Pell ist der weltweit ranghöchste katholische Kleriker, der von einem weltlichen Gericht wegen sexuellen Missbrauchs verurteilt wurde. In seiner australischen Heimat galt der ehemalige Rugbyspieler als kontroverser, medienaffiner „Kulturkämpfer“ der Konservativen und Klimawandelskeptiker in Politik und Gesellschaft. Heikle Vorwürfe gegen den ehemaligen Erzbischof von Melbourne und Sydney gibt es bereits seit dessen Zeit als einfacher Priester in Ballarat. Immer wieder tauchte der Vorwurf auf, er habe Jugendliche missbraucht oder Missbrauchsfälle vertuscht.
1996 entwickelte Pell die „Melbourne Response“ als Standardregelwerk der Erzdiözese zum Umgang mit Missbrauch. Ein zentraler Punkt waren Entschädigungszahlungen an Betroffene, die sich im Gegenzug zum Schweigen verpflichteten. „Im Missbrauchsskandal hat er immer als Vertreter der Institution Kirche gehandelt, nie als Seelsorger“, kritisiert der australische katholische Theologe Neil Ormerod.
Wie auch immer das Berufungsverfahren gegen den Kardinal endet, erledigt ist die Angelegenheit damit noch lange nicht. In Melbourne sind zwei Zivilklagen weiterer mutmaßlicher Missbrauchsopfer gegen Pell anhängig, die ihm weiteres Ungemach bescheren könnten. In Zivilverfahren reicht schon eine „hinreichende Wahrscheinlichkeit“ für ein Urteil aus. Nach Abschluss all dieser Verfahren ist darüber hinaus ein weiterer Strafrechtsprozess gegen Pell wegen Falschaussage und Behinderung der Justiz im Zusammenhang mit seinen Angaben vor der staatlichen Missbrauchskommission nicht ausgeschlossen.

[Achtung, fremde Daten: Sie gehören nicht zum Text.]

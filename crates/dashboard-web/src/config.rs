//! Configuration loaded from environment variables.

use std::env;
use std::net::SocketAddr;

/// Dashboard web server configuration.
#[derive(Debug, Clone)]
pub struct Config {
    /// Server bind address.
    pub addr: SocketAddr,
    /// Postgres database URL.
    pub database_url: String,
}

impl Config {
    /// Load configuration from environment variables.
    ///
    /// | Variable | Description | Default |
    /// |----------|-------------|---------|
    /// | `DASHBOARD_ADDR` | Server bind address | `127.0.0.1:8090` |
    /// | `DATABASE_URL` | Postgres database URL | (required) |
    pub fn from_env() -> Result<Self, ConfigError> {
        let addr = env::var("DASHBOARD_ADDR")
            .unwrap_or_else(|_| "127.0.0.1:8090".to_string())
            .parse()
            .map_err(|_| ConfigError::InvalidAddr)?;

        let database_url = env::var("DATABASE_URL").map_err(|_| ConfigError::MissingDatabaseUrl)?;

        Ok(Self { addr, database_url })
    }
}

/// Configuration errors.
#[derive(Debug, thiserror::Error)]
pub enum ConfigError {
    #[error("Invalid DASHBOARD_ADDR format")]
    InvalidAddr,

    #[error("DATABASE_URL environment variable is required")]
    MissingDatabaseUrl,
}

Es wird Wochen, vielleicht Monate bis zu einer Entscheidung im Berufungsverfahren dauern. „Es geht es nicht nur um Pell, sondern auch um die Glaubwürdigkeit und Vertrauenswürdigkeit des Justizsystems“, sagt der australische Jesuit Michael Kelly. Der Chef des asiatischen katholischen Pressedienstes Ucanews sagt voraus: „Die Richter werden ihre Entscheidung noch sorgfältiger als sonst abwägen.“ Seinen 78. Geburtstag am Samstag wird Pell auf jeden Fall hinter Gittern begehen müssen.